Entenda os efeitos do tema 247 do STF sobre a base de cálculo do ISS no serviço de concretagem: O contribuinte ganhou, mas não levou?

Em 03/02/2023, transitou em julgado o Tema nº 247 do STF[1] decidido em sistemática de repercussão geral.

O acórdão de mérito desse Leading Case (RE nº 603.497/MG) confirmou, após mais de 10 anos (!!!), a decisão monocrática então proferida pela Ministra Ellen Gracie  especificamente quanto à recepção do art. 9º, § 2º, “a”, do Decreto-Lei nº 406/68[2] pela Constituição Federal de 1988.

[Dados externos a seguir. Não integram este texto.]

//! Progress reporting port.

use scanny_core::types::Percent;

/// Receives absolute progress readings as the engine reports them.
///
/// Called inline from the status reader, so implementations must return
/// promptly and never block on I/O.
pub trait ProgressSink: Send + Sync {
    fn on_progress(&self, percent: Percent);
}

impl<F> ProgressSink for F
where
    F: Fn(Percent) + Send + Sync,
{
    fn on_progress(&self, percent: Percent) {
        self(percent)
    }
}

/// Sink that only logs readings; used by the direct `scan` command.
#[derive(Debug, Default, Clone, Copy)]
pub struct LogProgress;

impl ProgressSink for LogProgress {
    fn on_progress(&self, percent: Percent) {
        tracing::info!(percent, "Scan progress");
    }
}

Veja-se o teor desse dispositivo normativo:

“Na prestação dos serviços a que se referem os itens 19 e 20 da lista anexa o imposto será calculado sobre o preço deduzido das parcelas correspondentes:   

a) ao valor dos materiais fornecidos pelo prestador dos serviços; (g.n)

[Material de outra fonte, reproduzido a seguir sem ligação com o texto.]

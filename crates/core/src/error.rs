#[derive(Debug, thiserror::Error)]
pub enum CoreError {
    #[error("Validation failed: {0}")]
    Validation(String),

    #[error("Malformed job descriptor: {0}")]
    Decode(#[from] serde_json::Error),
}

Em outras palavras, o normativo prevê a dedução na base de cálculo do ISS do valor dos materiais utilizados na construção civil (MCC), incluído, em tese, a dedução dos materiais utilizados no serviço de concretagem[3] (como o cimento, a brita, a areia etc.).

À primeira vista, a decisão de mérito do STF (Tema 247) parece ser amplamente favorável ao Contribuinte, afinal, a redação do art. 9º, § 2º, a, do DL nº 406/68 (agora com sua “constitucionalidade” confirmada) é clara e, em princípio, não daria margem a divergências interpretativas.

Ledo engano…, explica-se:

Antes da decisão monocrática da Ministra Ellen (31/08/2010), o STJ entendia – com base na interpretação da Súmula n. 167[4] (1996) – que a base de cálculo do ISS deveria ser o custo total do serviço de concretagem, sem a possibilidade de dedução do valor dos materiais utilizados no serviço.

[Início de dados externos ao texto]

//! Local-directory object store.
//!
//! Objects live under `{root}/{bucket}/{key}`; their metadata (content type,
//! content disposition) is kept in a JSON sidecar under
//! `{root}/.meta/{bucket}/{key}.json`.  Writes go to a uniquely named temp
//! file first and are renamed into place, so readers never observe a partial
//! object.

use std::path::{Component, Path, PathBuf};
use std::time::Duration;

use anyhow::{Context, Result, bail};
use chrono::{DateTime, Utc};
use futures::StreamExt;
use serde::{Deserialize, Serialize};
use tokio::io::AsyncWriteExt;
use tokio_util::io::ReaderStream;
use tracing::{debug, instrument, warn};

use super::{BodyStream, ListFilter, ObjectInfo, ObjectStore, PresignMethod, PutObject, StoredObject};

const META_DIR: &str = ".meta";

#[derive(Debug, Default, Serialize, Deserialize)]
struct Sidecar {
    content_type: Option<String>,
    content_disposition: Option<String>,
}

/// Object store backed by a directory on local disk.
#[derive(Debug, Clone)]
pub struct LocalStore {
    pub base_path: PathBuf,
}

impl LocalStore {
    pub fn new(base_path: impl Into<PathBuf>) -> Self {
        Self {
            base_path: base_path.into(),
        }
    }

    /// Return the on-disk path for an object.
    pub fn object_path(&self, bucket: &str, key: &str) -> Result<PathBuf> {
        Ok(self.base_path.join(safe_relative(bucket)?).join(safe_relative(key)?))
    }

    fn sidecar_path(&self, bucket: &str, key: &str) -> Result<PathBuf> {
        let mut path = self
            .base_path
            .join(META_DIR)
            .join(safe_relative(bucket)?)
            .join(safe_relative(key)?);
        let mut name = path.file_name().unwrap_or_default().to_os_string();
        name.push(".json");
        path.set_file_name(name);
        Ok(path)
    }

    async fn read_sidecar(&self, bucket: &str, key: &str) -> Sidecar {
        let Ok(path) = self.sidecar_path(bucket, key) else {
            return Sidecar::default();
        };
        match tokio::fs::read(&path).await {
            Ok(raw) => serde_json::from_slice(&raw).unwrap_or_else(|e| {
                warn!(path = %path.display(), error = %e, "ignoring unreadable metadata sidecar");
                Sidecar::default()
            }),
            Err(_) => Sidecar::default(),
        }
    }
}

/// Reject keys that would escape the store root.
fn safe_relative(key: &str) -> Result<&Path> {
    let trimmed = key.trim_start_matches('/');
    if trimmed.is_empty() || trimmed.contains('\0') || trimmed.contains('\\') {
        bail!("invalid object key: {key:?}");
    }
    let path = Path::new(trimmed);
    if !path.components().all(|c| matches!(c, Component::Normal(_))) {
        bail!("invalid object key: {key:?}");
    }
    Ok(path)
}

async fn write_atomically(dest: &Path, mut body: BodyStream) -> Result<u64> {
    let parent = dest.parent().unwrap_or_else(|| Path::new("."));
    tokio::fs::create_dir_all(parent)
        .await
        .with_context(|| format!("create parent dirs for {}", dest.display()))?;

    // Unique per writer; the `.tmp` suffix keeps it out of listings.
    let tmp = tempfile::Builder::new()
        .prefix(".")
        .suffix(".tmp")
        .tempfile_in(parent)
        .with_context(|| format!("create temp file in {}", parent.display()))?;
    let mut file = tokio::fs::File::from_std(
        tmp.reopen()
            .with_context(|| format!("open temp file {}", tmp.path().display()))?,
    );

    // Dropping `tmp` on any error below removes the temp file.
    let mut written: u64 = 0;
    while let Some(chunk) = body.next().await {
        let chunk = chunk.context("read object body")?;
        file.write_all(&chunk)
            .await
            .with_context(|| format!("write {}", tmp.path().display()))?;
        written += chunk.len() as u64;
    }
    file.flush().await?;
    drop(file);

    tmp.persist(dest)
        .map_err(|e| e.error)
        .with_context(|| format!("move temp file into place at {}", dest.display()))?;
    Ok(written)
}

#[async_trait::async_trait]
impl ObjectStore for LocalStore {
    async fn exists(&self, bucket: &str, key: &str) -> Result<bool> {
        let path = self.object_path(bucket, key)?;
        Ok(tokio::fs::metadata(&path).await.is_ok_and(|m| m.is_file()))
    }

    #[instrument(skip(self), fields(%bucket, %key))]
    async fn get(&self, bucket: &str, key: &str) -> Result<StoredObject> {
        let path = self.object_path(bucket, key)?;
        let file = tokio::fs::File::open(&path)
            .await
            .with_context(|| format!("open cached object {}", path.display()))?;
        let meta = file.metadata().await?;
        let sidecar = self.read_sidecar(bucket, key).await;

        Ok(StoredObject {
            body: Box::pin(ReaderStream::new(file)),
            content_type: sidecar.content_type,
            content_length: Some(meta.len()),
            content_disposition: sidecar.content_disposition,
            last_modified: meta.modified().ok().map(DateTime::<Utc>::from),
        })
    }

    #[instrument(skip(self, object), fields(%bucket, %key))]
    async fn put(&self, bucket: &str, key: &str, object: PutObject) -> Result<()> {
        let path = self.object_path(bucket, key)?;
        let sidecar = Sidecar {
            content_type: Some(object.content_type),
            content_disposition: object.content_disposition.filter(|d| !d.is_empty()),
        };

        let written = write_atomically(&path, object.body).await?;

        let sidecar_path = self.sidecar_path(bucket, key)?;
        let raw = serde_json::to_vec(&sidecar)?;
        write_atomically(&sidecar_path, super::body_from_bytes(raw)).await?;

        debug!(path = %path.display(), bytes = written, "object written to local store");
        Ok(())
    }

    #[instrument(skip(self, filter), fields(%bucket))]
    async fn list(&self, bucket: &str, filter: &ListFilter) -> Result<Vec<ObjectInfo>> {
        let root = self.base_path.join(safe_relative(bucket)?);
        let files = tokio::task::spawn_blocking(move || walk_files(&root))
            .await
            .context("local listing task panicked")??;

        let mut objects = Vec::new();
        for (key, last_modified) in files {
            let sidecar = self.read_sidecar(bucket, &key).await;
            if filter.matches(sidecar.content_type.as_deref(), last_modified) {
                objects.push(ObjectInfo {
                    key,
                    content_type: sidecar.content_type,
                    last_modified,
                });
            }
        }
        Ok(objects)
    }

    async fn presign(
        &self,
        _bucket: &str,
        _key: &str,
        _method: PresignMethod,
        _ttl: Duration,
    ) -> Result<Option<String>> {
        Ok(None)
    }
}

/// Recursively collect `(key, mtime)` for every finished object under `root`.
fn walk_files(root: &Path) -> Result<Vec<(String, DateTime<Utc>)>> {
    let mut out = Vec::new();
    if !root.exists() {
        return Ok(out);
    }

    let mut stack = vec![root.to_path_buf()];
    while let Some(current) = stack.pop() {
        let entries = std::fs::read_dir(&current)
            .with_context(|| format!("failed to read directory: {}", current.display()))?;
        for entry in entries {
            let entry = entry?;
            let meta = entry.metadata()?;
            if meta.is_dir() {
                stack.push(entry.path());
                continue;
            }
            let path = entry.path();
            if path.extension().is_some_and(|e| e == "tmp") {
                continue;
            }
            let Ok(rel) = path.strip_prefix(root) else {
                continue;
            };
            let key = rel
                .components()
                .map(|c| c.as_os_str().to_string_lossy())
                .collect::<Vec<_>>()
                .join("/");
            let modified = meta.modified().map(DateTime::<Utc>::from)?;
            out.push((key, modified));
        }
    }
    Ok(out)
}

#[cfg(test)]
mod tests {
    use super::*;
    use crate::storage::{body_from_bytes, collect_body};

    fn put_request(body: &'static [u8], content_type: &str) -> PutObject {
        PutObject {
            body: body_from_bytes(body),
            content_type: content_type.to_string(),
            content_length: Some(body.len() as u64),
            content_disposition: None,
        }
    }

    #[tokio::test]
    async fn put_then_get_round_trips_metadata() {
        let dir = tempfile::tempdir().unwrap();
        let store = LocalStore::new(dir.path());

        assert!(!store.exists("cache", "v2/lib/foo/manifests/latest").await.unwrap());
        store
            .put(
                "cache",
                "v2/lib/foo/manifests/latest",
                put_request(b"{}", "application/vnd.docker.distribution.manifest.v2+json"),
            )
            .await
            .unwrap();
        assert!(store.exists("cache", "v2/lib/foo/manifests/latest").await.unwrap());

        let obj = store.get("cache", "v2/lib/foo/manifests/latest").await.unwrap();
        assert_eq!(
            obj.content_type.as_deref(),
            Some("application/vnd.docker.distribution.manifest.v2+json")
        );
        assert_eq!(obj.content_length, Some(2));
        assert_eq!(&collect_body(obj.body).await.unwrap()[..], b"{}");
    }

    #[tokio::test]
    async fn list_applies_content_type_filter_and_skips_sidecars() {
        let dir = tempfile::tempdir().unwrap();
        let store = LocalStore::new(dir.path());
        store
            .put("cache", "blobs/sha256:aaa", put_request(b"x", "application/octet-stream"))
            .await
            .unwrap();
        store
            .put("cache", "v2/a/b/manifests/1", put_request(b"{}", "application/json"))
            .await
            .unwrap();

        let filter = ListFilter {
            content_type: Some("application/json".into()),
            modified_before: Some(Utc::now() + chrono::Duration::minutes(1)),
        };
        let listed = store.list("cache", &filter).await.unwrap();
        assert_eq!(listed.len(), 1);
        assert_eq!(listed[0].key, "v2/a/b/manifests/1");
    }

    #[tokio::test]
    async fn concurrent_puts_of_one_key_both_succeed() {
        let dir = tempfile::tempdir().unwrap();
        let store = LocalStore::new(dir.path());

        let (first, second) = tokio::join!(
            store.put("cache", "blobs/sha256:aaa", put_request(b"layer", "application/octet-stream")),
            store.put("cache", "blobs/sha256:aaa", put_request(b"layer", "application/octet-stream")),
        );
        first.unwrap();
        second.unwrap();

        let obj = store.get("cache", "blobs/sha256:aaa").await.unwrap();
        assert_eq!(&collect_body(obj.body).await.unwrap()[..], b"layer");

        let listed = store.list("cache", &ListFilter::default()).await.unwrap();
        assert_eq!(listed.len(), 1);
    }

    #[tokio::test]
    async fn failed_body_leaves_no_temp_file() {
        let dir = tempfile::tempdir().unwrap();
        let store = LocalStore::new(dir.path());
        let body: BodyStream = Box::pin(futures::stream::iter(vec![
            Ok(bytes::Bytes::from_static(b"partial")),
            Err(std::io::Error::other("origin reset")),
        ]));
        let put = PutObject {
            body,
            content_type: "application/octet-stream".into(),
            content_length: None,
            content_disposition: None,
        };

        assert!(store.put("cache", "blobs/sha256:bad", put).await.is_err());
        assert!(!store.exists("cache", "blobs/sha256:bad").await.unwrap());
        let leftovers = std::fs::read_dir(dir.path().join("cache/blobs")).unwrap().count();
        assert_eq!(leftovers, 0);
    }

    #[tokio::test]
    async fn presign_is_unsupported() {
        let store = LocalStore::new("/nonexistent");
        let url = store
            .presign("cache", "blobs/x", PresignMethod::Get, Duration::from_secs(60))
            .await
            .unwrap();
        assert!(url.is_none());
    }

    #[test]
    fn traversal_keys_rejected() {
        let store = LocalStore::new("/var/cache/modelcache");
        assert!(store.object_path("cache", "../etc/passwd").is_err());
        assert!(store.object_path("cache", "v2/../../x").is_err());
        assert!(store.object_path("cache", "").is_err());
        assert_eq!(
            store.object_path("cache", "blobs/sha256:abc").unwrap(),
            PathBuf::from("/var/cache/modelcache/cache/blobs/sha256:abc")
        );
    }
}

Para o STJ, se não incide ICMS nesses materiais, não haveria que se falar em redução da base de cálculo do ISS (interpretação mais restritiva para o contribuinte).

A exceção à regra – com base na interpretação do art. 7º, § 2º, I, da LC nº 116/2003[5]  – é que, tão somente, os materiais produzidos pelo prestador fora do local da prestação de serviços (adquiridos de terceiros – sujeitos ao ICMS) seriam passíveis de abatimento.

Após a referida decisão monocrática da Ministra Ellen em sede de repercussão geral (08/2010), o STJ reviu seu entendimento e a ela se alinhou, vez que  se reconheceu a possibilidade da pretendida dedução, sem qualquer condicionante, balizando-se em precedentes do STF[6] favoráveis aos Contribuintes.

Portanto, o STJ abandonou a interpretação originária da Súmula n. 167 e passou a adotar uma interpretação mais ampliativa[7] para o contribuinte.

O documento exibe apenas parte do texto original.